Se a Ucrânia cumprir o cessar-fogo, por exemplo, isso permitirá que a Rússia leve mais poder de fogo à linha de contato sem ter que se preocupar com a ameaça de drones. Para a Ucrânia, aceitar um cessar-fogo declarado pela Rússia não é apenas perigoso, mas frequentemente suicida. No entanto, se a Ucrânia não cessar suas ações defensivas, o país parece se opor à paz aos olhos do governo americano.

O mais preocupante agora, porém, é o risco de Washington cair na armadilha.

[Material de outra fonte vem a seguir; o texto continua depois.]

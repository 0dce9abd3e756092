pub mod object;
pub mod operation;
pub mod options;
pub mod output;

pub use object::*;
pub use operation::*;
pub use options::*;
pub use output::*;
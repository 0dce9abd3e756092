mod accounts_shared_bucket;
mod accounts_shared_versioning_bucket;
mod common;

pub use accounts_shared_bucket::AccountsSharedBucket;
pub use accounts_shared_versioning_bucket::AccountsSharedVersioningBucket;
pub use common::AccountsSharedBucketCommon;
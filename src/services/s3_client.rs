use bytes::Bytes;
use std::future::Future;
use std::sync::atomic::{AtomicBool, Ordering};
use std::sync::Arc;
use tracing::{debug, info, warn};

use crate::{
    domain::{
        errors::{codes, S3Error, S3Result, TransportError, TransportResult},
        models::{
            BodyStream, BucketVersioningStatus, CreateBucketOptions, DeleteObjectOutput,
            DeleteObjectsOutput, DeletePrefix, GetObjectConditions, GetObjectOutput,
            ListBucketsOutput, ObjectToDelete, Operation, PutObjectOptions, PutObjectOutput,
            TextEncoding,
        },
        value_objects::S3ObjectId,
    },
    ports::storage::{
        GetObjectRequest, ListObjectVersionsPage, ListObjectVersionsRequest, ListObjectsPage,
        ListObjectsRequest, PutObjectRequest, RawDeleteObjects, S3Backend, MAX_DELETE_BATCH,
    },
    services::{
        bulk_delete::BulkDelete,
        listing::{ListObjectVersionsCursor, ListObjectsCursor},
    },
};

/// Page size used when callers do not pick one
pub const DEFAULT_PAGE_SIZE: usize = 50;

/// Client for an S3-compatible store.
///
/// A long-lived handle meant to be shared (`Arc<S3>`). Bucket names passed
/// in are logical; the configured bucket prefix is prepended before any
/// request goes out and stripped again from bucket listings. After
/// [`S3::shutdown`] every call fails with an `Internal` error carrying
/// [`TransportError::Closed`].
pub struct S3 {
    backend: Arc<dyn S3Backend>,
    bucket_prefix: String,
    closed: AtomicBool,
}

impl S3 {
    pub fn new(backend: Arc<dyn S3Backend>) -> Self {
        Self::with_bucket_prefix(backend, "")
    }

    pub fn with_bucket_prefix(backend: Arc<dyn S3Backend>, bucket_prefix: impl Into<String>) -> Self {
        Self {
            backend,
            bucket_prefix: bucket_prefix.into(),
            closed: AtomicBool::new(false),
        }
    }

    pub fn bucket_prefix(&self) -> &str {
        &self.bucket_prefix
    }

    pub fn is_closed(&self) -> bool {
        self.closed.load(Ordering::Acquire)
    }

    /// Stop accepting requests, then release the backend. Idempotent.
    pub async fn shutdown(&self) {
        if self.closed.swap(true, Ordering::AcqRel) {
            return;
        }
        info!("s3 client shutting down");
        self.backend.shutdown().await;
    }

    fn prefixed_bucket(&self, bucket: &str) -> String {
        format!("{}{}", self.bucket_prefix, bucket)
    }

    /// Single funnel for every remote call: refuses once closed, logs, and
    /// hands the raw transport result back for per-operation mapping.
    async fn dispatch<T, Fut>(&self, operation: Operation, target: &str, request: Fut) -> TransportResult<T>
    where
        Fut: Future<Output = TransportResult<T>>,
    {
        if self.is_closed() {
            warn!(%operation, target, "request refused, client is shut down");
            return Err(TransportError::Closed);
        }

        debug!(%operation, target, "sending request");
        let result = request.await;
        if let Err(err) = &result {
            debug!(%operation, target, error = %err, "request failed");
        }
        result
    }

    /// `dispatch` for bucket-scoped calls; `call` receives the prefixed bucket
    async fn send<T, F, Fut>(&self, operation: Operation, bucket: &str, call: F) -> TransportResult<T>
    where
        F: FnOnce(Arc<dyn S3Backend>, String) -> Fut,
        Fut: Future<Output = TransportResult<T>>,
    {
        let bucket = self.prefixed_bucket(bucket);
        let request = call(Arc::clone(&self.backend), bucket.clone());
        self.dispatch(operation, &bucket, request).await
    }

    /// Create a bucket, optionally with versioning enabled.
    pub async fn create_bucket(&self, bucket: &str, options: CreateBucketOptions) -> S3Result<bool> {
        let created = self
            .send(Operation::CreateBucket, bucket, |backend, name| async move {
                backend.create_bucket(&name).await
            })
            .await;

        match created {
            Ok(()) => {}
            Err(err)
                if err.has_code(codes::BUCKET_ALREADY_OWNED_BY_YOU)
                    || err.has_code(codes::BUCKET_ALREADY_EXISTS) =>
            {
                return Err(S3Error::BucketExist {
                    bucket: bucket.to_string(),
                    cause: err,
                });
            }
            Err(err) => return Err(S3Error::internal(Operation::CreateBucket, err)),
        }

        if options.versioning {
            self.send(Operation::PutBucketVersioning, bucket, |backend, name| async move {
                backend
                    .put_bucket_versioning(&name, BucketVersioningStatus::Enabled)
                    .await
            })
            .await
            .map_err(|err| bucket_failure(Operation::PutBucketVersioning, bucket, err))?;
        }

        info!(bucket, versioning = options.versioning, "bucket created");
        Ok(true)
    }

    pub async fn exists_bucket(&self, bucket: &str) -> S3Result<bool> {
        let head = self
            .send(Operation::HeadBucket, bucket, |backend, name| async move {
                backend.head_bucket(&name).await
            })
            .await;

        match head {
            Ok(()) => Ok(true),
            Err(err) if err.is_not_found() => Ok(false),
            Err(err) => Err(S3Error::internal(Operation::HeadBucket, err)),
        }
    }

    /// Delete a bucket. A bucket that does not exist counts as deleted.
    ///
    /// With `force` the bucket is emptied first: every version and delete
    /// marker when versioning is enabled, every live object otherwise.
    pub async fn delete_bucket(&self, bucket: &str, force: bool) -> S3Result<bool> {
        if !self.exists_bucket(bucket).await? {
            debug!(bucket, "bucket already gone");
            return Ok(true);
        }

        let versioning = match self
            .send(Operation::GetBucketVersioning, bucket, |backend, name| async move {
                backend.get_bucket_versioning(&name).await
            })
            .await
        {
            Ok(status) => status,
            Err(err) if err.is_not_found() => return Ok(true),
            Err(err) => return Err(S3Error::internal(Operation::GetBucketVersioning, err)),
        };

        if force {
            let drained = if versioning == BucketVersioningStatus::Enabled {
                self.delete_objects_versions(bucket, DeletePrefix::All).await
            } else {
                self.delete_objects(bucket, DeletePrefix::All).await
            };
            match drained {
                Ok(_) => {}
                Err(S3Error::BucketNotExist { .. }) => return Ok(true),
                Err(err) => return Err(err),
            }
        }

        let deleted = self
            .send(Operation::DeleteBucket, bucket, |backend, name| async move {
                backend.delete_bucket(&name).await
            })
            .await;

        match deleted {
            Ok(()) => {
                info!(bucket, force, "bucket deleted");
                Ok(true)
            }
            Err(err) if err.is_not_found() => Ok(true),
            Err(err) => Err(S3Error::internal(Operation::DeleteBucket, err)),
        }
    }

    /// Buckets visible through this client's prefix.
    pub async fn list_buckets(&self) -> S3Result<ListBucketsOutput> {
        let buckets = self
            .dispatch(Operation::ListBuckets, "*", self.backend.list_buckets())
            .await
            .map_err(|err| S3Error::internal(Operation::ListBuckets, err))?;

        let names = buckets
            .iter()
            .filter_map(|b| b.name.strip_prefix(self.bucket_prefix.as_str()))
            .map(str::to_owned)
            .collect();

        Ok(ListBucketsOutput { names, buckets })
    }

    pub async fn list_bucket_names(&self) -> S3Result<Vec<String>> {
        Ok(self.list_buckets().await?.names)
    }

    /// Fetch an object; the version comes from the id.
    pub async fn get_object(
        &self,
        id: &S3ObjectId,
        conditions: &GetObjectConditions,
    ) -> S3Result<GetObjectOutput> {
        let request = GetObjectRequest {
            bucket: String::new(),
            key: id.key().to_string(),
            version_id: id.version_id().map(str::to_owned),
            conditions: conditions.clone(),
        };

        let raw = self
            .send(Operation::GetObject, id.bucket(), |backend, bucket| async move {
                backend.get_object(GetObjectRequest { bucket, ..request }).await
            })
            .await
            .map_err(|err| {
                if err.has_code(codes::NO_SUCH_KEY) || err.has_code(codes::NO_SUCH_VERSION) {
                    S3Error::ObjectNotExist { id: id.clone() }
                } else {
                    bucket_failure(Operation::GetObject, id.bucket(), err)
                }
            })?;

        Ok(GetObjectOutput::new(id.clone(), raw.info, raw.body))
    }

    pub async fn get_object_as_string(
        &self,
        id: &S3ObjectId,
        conditions: &GetObjectConditions,
        encoding: TextEncoding,
    ) -> S3Result<String> {
        self.get_object(id, conditions)
            .await?
            .get_as_string(encoding)
            .await
    }

    pub async fn get_object_as_stream(
        &self,
        id: &S3ObjectId,
        conditions: &GetObjectConditions,
    ) -> S3Result<BodyStream> {
        self.get_object(id, conditions).await?.get_as_stream()
    }

    pub async fn put_object(
        &self,
        id: &S3ObjectId,
        body: Bytes,
        options: PutObjectOptions,
    ) -> S3Result<PutObjectOutput> {
        let key = id.key().to_string();
        let raw = self
            .send(Operation::PutObject, id.bucket(), |backend, bucket| async move {
                backend
                    .put_object(PutObjectRequest {
                        bucket,
                        key,
                        body,
                        options,
                    })
                    .await
            })
            .await
            .map_err(|err| bucket_failure(Operation::PutObject, id.bucket(), err))?;

        Ok(PutObjectOutput::new(id.clone(), raw.etag, raw.version_id))
    }

    /// Delete one object, or one version when the id carries a version id.
    pub async fn delete_object(&self, id: &S3ObjectId) -> S3Result<DeleteObjectOutput> {
        let raw = self
            .send(Operation::DeleteObject, id.bucket(), |backend, bucket| async move {
                backend
                    .delete_object(&bucket, id.key(), id.version_id())
                    .await
            })
            .await
            .map_err(|err| bucket_failure(Operation::DeleteObject, id.bucket(), err))?;

        Ok(DeleteObjectOutput {
            id: id.clone(),
            version_id: raw.version_id,
            delete_marker: raw.delete_marker,
        })
    }

    /// Cursor over live objects. `page_size` is clamped to 1..=1000.
    pub fn list_objects(
        &self,
        bucket: &str,
        prefix: Option<&str>,
        page_size: usize,
    ) -> ListObjectsCursor<'_> {
        ListObjectsCursor::new(self, bucket, prefix, clamp_page_size(page_size))
    }

    /// Cursor over object versions and delete markers. `page_size` is
    /// clamped to 1..=1000.
    pub fn list_objects_versions(
        &self,
        bucket: &str,
        prefix: Option<&str>,
        page_size: usize,
    ) -> ListObjectVersionsCursor<'_> {
        ListObjectVersionsCursor::new(self, bucket, prefix, clamp_page_size(page_size))
    }

    /// Delete every live object under `prefix`, one batch per listing page.
    pub async fn delete_objects(
        &self,
        bucket: &str,
        prefix: DeletePrefix,
    ) -> S3Result<DeleteObjectsOutput> {
        let cursor = self.list_objects(bucket, prefix.as_prefix(), DEFAULT_PAGE_SIZE);
        BulkDelete::new(self, bucket, prefix.as_prefix(), cursor.to_delete())
            .run()
            .await
    }

    /// Delete every version and delete marker under `prefix`.
    pub async fn delete_objects_versions(
        &self,
        bucket: &str,
        prefix: DeletePrefix,
    ) -> S3Result<DeleteObjectsOutput> {
        let cursor = self.list_objects_versions(bucket, prefix.as_prefix(), DEFAULT_PAGE_SIZE);
        BulkDelete::new(self, bucket, prefix.as_prefix(), cursor.to_delete())
            .run()
            .await
    }

    /// Delete every version and delete marker of exactly `id`'s key; keys
    /// that merely start with it are left alone.
    pub async fn delete_all_object_versions(&self, id: &S3ObjectId) -> S3Result<DeleteObjectsOutput> {
        let cursor = self.list_objects_versions(id.bucket(), Some(id.key()), DEFAULT_PAGE_SIZE);
        BulkDelete::new(
            self,
            id.bucket(),
            Some(id.key()),
            cursor.to_delete().only_key(id.key()),
        )
        .run()
        .await
    }

    pub(crate) async fn list_objects_page(
        &self,
        bucket: &str,
        prefix: Option<&str>,
        page_size: usize,
        continuation_token: Option<String>,
    ) -> S3Result<ListObjectsPage> {
        let prefix = prefix.map(str::to_owned);
        self.send(Operation::ListObjectsV2, bucket, |backend, bucket| async move {
            backend
                .list_objects_v2(ListObjectsRequest {
                    bucket,
                    prefix,
                    max_keys: page_size,
                    continuation_token,
                })
                .await
        })
        .await
        .map_err(|err| bucket_failure(Operation::ListObjectsV2, bucket, err))
    }

    pub(crate) async fn list_object_versions_page(
        &self,
        bucket: &str,
        prefix: Option<&str>,
        page_size: usize,
        key_marker: Option<String>,
        version_id_marker: Option<String>,
    ) -> S3Result<ListObjectVersionsPage> {
        let prefix = prefix.map(str::to_owned);
        self.send(Operation::ListObjectVersions, bucket, |backend, bucket| async move {
            backend
                .list_object_versions(ListObjectVersionsRequest {
                    bucket,
                    prefix,
                    max_keys: page_size,
                    key_marker,
                    version_id_marker,
                })
                .await
        })
        .await
        .map_err(|err| bucket_failure(Operation::ListObjectVersions, bucket, err))
    }

    pub(crate) async fn delete_batch(
        &self,
        bucket: &str,
        objects: Vec<ObjectToDelete>,
    ) -> S3Result<RawDeleteObjects> {
        debug_assert!(objects.len() <= MAX_DELETE_BATCH);
        self.send(Operation::DeleteObjects, bucket, |backend, bucket| async move {
            backend.delete_objects(&bucket, objects).await
        })
        .await
        .map_err(|err| bucket_failure(Operation::DeleteObjects, bucket, err))
    }
}

impl std::fmt::Debug for S3 {
    fn fmt(&self, f: &mut std::fmt::Formatter<'_>) -> std::fmt::Result {
        f.debug_struct("S3")
            .field("bucket_prefix", &self.bucket_prefix)
            .field("closed", &self.is_closed())
            .finish_non_exhaustive()
    }
}

fn clamp_page_size(page_size: usize) -> usize {
    page_size.clamp(1, MAX_DELETE_BATCH)
}

/// `NoSuchBucket` becomes `BucketNotExist`, anything else is opaque
fn bucket_failure(operation: Operation, bucket: &str, err: TransportError) -> S3Error {
    if err.has_code(codes::NO_SUCH_BUCKET) {
        S3Error::BucketNotExist {
            bucket: bucket.to_string(),
        }
    } else {
        S3Error::internal(operation, err)
    }
}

A Ucrânia não pode se defender sem apoio internacional contínuo, especialmente dos EUA. A desunião dentro da União Europeia (UE) dificultará a substituição dos EUA em termos de armas e apoio humanitário. Se Trump interpretar erroneamente o gesto de Putin como genuíno, ou permitir que ele justifique a redução da ajuda americana, as consequências serão catastróficas para a Ucrânia.

Este cessar-fogo de Páscoa não visa proteger vidas. Trata-se de prolongar a guerra nos termos russos. Trata-se de dar a Putin o espaço e o argumento de que ele precisa para mudar a narrativa e vencer a batalha política em Washington.

A verdadeira paz na Ucrânia não virá por meio de gestos temporários ou manobras de relações públicas. Virá por meio da derrota da agressão russa, da restauração da soberania ucraniana e da compreensão de que a guerra, quando disfarçada de paz, ainda é guerra.

Trump deveria encarar este cessar-fogo como o que ele realmente é: uma armadilha. Esperemos que ele não caia nela.